> _Brief_
Each line containing the string "SheetStyle" should be copied out of the entries.

> _Supplied material_
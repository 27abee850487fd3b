use crate::context::write_stdout;
use anyhow::Result;
use kvadm_reports::ReportKind;

pub fn handle() -> Result<()> {
    write_stdout(&listing())
}

fn listing() -> String {
    let width = ReportKind::all()
        .iter()
        .map(|kind| kind.name().len())
        .max()
        .unwrap_or(0);

    ReportKind::all()
        .iter()
        .map(|kind| format!("{:<width$}  {}\n", kind.name(), kind.title(), width = width))
        .collect()
}
use anyhow::{Context as _, Result};
use kvadm_sheet::SheetStyle;
use serde::{Deserialize, Serialize};
use std::collections::HashMap;
use std::path::{Path, PathBuf};

/// Resolve the data directory holding `config.toml` and `snapshot.json`:
/// 1. KVADM_HOME environment variable (with tilde expansion)
/// 2. ~/.kvadm
pub fn resolve_home() -> Result<PathBuf> {
    if let Ok(env_path) = std::env::var("KVADM_HOME") {
        return Ok(expand_tilde(&env_path));
    }
    dirs::home_dir()
        .map(|home| home.join(".kvadm"))
        .context("could not determine the kvadm home directory; set KVADM_HOME")
}

/// Expand tilde (~) in paths to the user's home directory
pub fn expand_tilde(path: &str) -> PathBuf {
    if let Some(stripped) = path.strip_prefix("~/")
        && let Some(home) = dirs::home_dir()
    {
        return home.join(stripped);
    }
    PathBuf::from(path)
}

#[derive(Debug, Clone, Copy, PartialEq, Eq, Default, Serialize, Deserialize, clap::ValueEnum)]
#[serde(rename_all = "lowercase")]
pub enum ColorMode {
    /// Color when stdout is a terminal
    #[default]
    Auto,
    Always,
    Never,
}

/// Serialized form of a report layout.
#[derive(Debug, Clone, Copy, PartialEq, Eq, Serialize, Deserialize)]
#[serde(rename_all = "lowercase")]
pub enum StyleSetting {
    Rows,
    Columns,
}

impl From<StyleSetting> for SheetStyle {
    fn from(style: StyleSetting) -> Self {
        match style {
            StyleSetting::Rows => SheetStyle::Rows,
            StyleSetting::Columns => SheetStyle::Columns,
        }
    }
}

#[derive(Debug, Clone, PartialEq, Eq, Serialize, Deserialize)]
#[serde(default)]
pub struct DisplayConfig {
    pub color: ColorMode,
    pub title_repeat: bool,
    /// Used when the terminal size cannot be queried
    pub fallback_columns: usize,
    pub fallback_lines: usize,
}

impl Default for DisplayConfig {
    fn default() -> Self {
        Self {
            color: ColorMode::Auto,
            title_repeat: true,
            fallback_columns: 80,
            fallback_lines: 24,
        }
    }
}

#[derive(Debug, Clone, Default, PartialEq, Eq, Serialize, Deserialize)]
pub struct ReportConfig {
    #[serde(default)]
    pub style: Option<StyleSetting>,
}

#[derive(Debug, Clone, Default, PartialEq, Eq, Serialize, Deserialize)]
pub struct Config {
    #[serde(default)]
    pub display: DisplayConfig,

    /// Per-report overrides keyed by report name (`show-config`, `info-network`, ...)
    #[serde(default)]
    pub reports: HashMap<String, ReportConfig>,
}

impl Config {
    pub fn load_from(path: &Path) -> Result<Self> {
        if !path.exists() {
            return Ok(Self::default());
        }

        let content = std::fs::read_to_string(path)
            .with_context(|| format!("failed to read config {}", path.display()))?;
        let config: Config = toml::from_str(&content)
            .with_context(|| format!("failed to parse config {}", path.display()))?;
        Ok(config)
    }

    pub fn report_style(&self, report: &str) -> Option<SheetStyle> {
        self.reports
            .get(report)
            .and_then(|r| r.style)
            .map(SheetStyle::from)
    }
}

#[cfg(test)]
mod tests {
    use super::*;
    use tempfile::TempDir;

    #[test]
    fn test_missing_file_yields_defaults() {
        let temp = TempDir::new().unwrap();
        let config = Config::load_from(&temp.path().join("config.toml")).unwrap();
        assert_eq!(config, Config::default());
        assert!(config.display.title_repeat);
        assert_eq!(config.display.fallback_columns, 80);
    }

    #[test]
    fn test_load_display_and_report_overrides() {
        let temp = TempDir::new().unwrap();
        let path = temp.path().join("config.toml");
        std::fs::write(
            &path,
            r#"
[display]
color = "never"
title_repeat = false

[reports.show-config]
style = "columns"
"#,
        )
        .unwrap();

        let config = Config::load_from(&path).unwrap();
        assert_eq!(config.display.color, ColorMode::Never);
        assert!(!config.display.title_repeat);
        assert_eq!(config.display.fallback_lines, 24);
        assert_eq!(config.report_style("show-config"), Some(SheetStyle::Columns));
        assert_eq!(config.report_style("info-network"), None);
    }

    #[test]
    fn test_invalid_config_reports_path() {
        let temp = TempDir::new().unwrap();
        let path = temp.path().join("config.toml");
        std::fs::write(&path, "[display]\ncolor = \"sometimes\"\n").unwrap();

        let err = Config::load_from(&path).unwrap_err();
        assert!(err.to_string().contains("config.toml"));
    }

    #[test]
    fn test_expand_tilde_leaves_absolute_paths() {
        assert_eq!(expand_tilde("/tmp/kvadm"), PathBuf::from("/tmp/kvadm"));
    }
}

> _Reply to the exercise_
use kvadm_sheet::SheetStyle;
impl From<StyleSetting> for SheetStyle {
            StyleSetting::Rows => SheetStyle::Rows,
            StyleSetting::Columns => SheetStyle::Columns,
    pub fn report_style(&self, report: &str) -> Option<SheetStyle> {
            .map(SheetStyle::from)
        assert_eq!(config.report_style("show-config"), Some(SheetStyle::Columns));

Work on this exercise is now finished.